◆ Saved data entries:
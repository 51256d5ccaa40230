// Copyright (C) 2026 Checkmk GmbH - License: GNU General Public License v2
// This file is part of Checkmk (https://checkmk.com). It is subject to the terms and
// conditions defined in the file COPYING, which is part of this source code package.
mod args;

use anyhow::{Context, Result};
use clap::{CommandFactory, Parser};
use env_logger::Env;
use std::fs::File;
use std::path::Path;

use apk_inspector::profile::{ApkProfile, Options};
use apk_inspector::report::{summarize_report, Report, Response};
use args::Args;

const EXIT_FILE_NOT_FOUND: i32 = 3;

fn main() -> Result<()> {
    env_logger::Builder::from_env(Env::default().default_filter_or("warn")).init();

    let args = Args::parse();
    if !args.package.is_file() {
        eprintln!("File not found.");
        eprintln!("{}", Args::command().render_usage());
        std::process::exit(EXIT_FILE_NOT_FOUND);
    }

    let mut options = Options::new();
    if let Some(dir) = &args.workspace_dir {
        options = options.workspace_dir(dir);
    }

    let profile = open_profile(&args.package, &options)?;
    let file_name = args
        .package
        .file_name()
        .map(|name| name.to_string_lossy().into_owned())
        .unwrap_or_default();
    let report = Report::from_profile(file_name, &profile);
    summarize_report(&report);

    if let Some(dest) = &args.report {
        write_report_to_file(Response::Success(report), dest)?;
    }
    profile
        .close()
        .with_context(|| format!("Failed to remove workspace of {}", args.package.display()))?;
    Ok(())
}

/// Open the package and decode its manifest.
///
/// # Errors
/// Returns an error if the archive cannot be extracted or the manifest is missing or malformed.
fn open_profile(path: &Path, options: &Options) -> Result<ApkProfile> {
    log::info!("Analyzing package: package={}", path.display());
    let profile = ApkProfile::open_with(path, options)
        .with_context(|| format!("Failed to analyze package: {}", path.display()))?;
    log::info!("Analysis completed: package={}", path.display());
    Ok(profile)
}

/// Write the response envelope to a file.
///
/// # Errors
/// Returns an error if the file cannot be created or the response cannot be serialized.
fn write_report_to_file(response: Response, dest: &Path) -> Result<()> {
    log::info!("Writing report to file: file={}", dest.display());
    let file = File::create(dest)
        .with_context(|| format!("Failed to create JSON output file: {}", dest.display()))?;
    serde_json::to_writer_pretty(file, &response)
        .with_context(|| format!("Failed to serialize report to JSON: {}", dest.display()))?;
    Ok(())
}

◆ Task instructions:
The response must consist solely of the lines from the top of the records through the line holding "fn main() ->", copied word for word.

◆ Output of the exercise:
repository 51256d5ccaa40230
// Copyright (C) 2026 Checkmk GmbH - License: GNU General Public License v2
// This file is part of Checkmk (https://checkmk.com). It is subject to the terms and
// conditions defined in the file COPYING, which is part of this source code package.
mod args;

use anyhow::{Context, Result};
use clap::{CommandFactory, Parser};
use env_logger::Env;
use std::fs::File;
use std::path::Path;

use apk_inspector::profile::{ApkProfile, Options};
use apk_inspector::report::{summarize_report, Report, Response};
use args::Args;

const EXIT_FILE_NOT_FOUND: i32 = 3;

fn main() -> Result<()> {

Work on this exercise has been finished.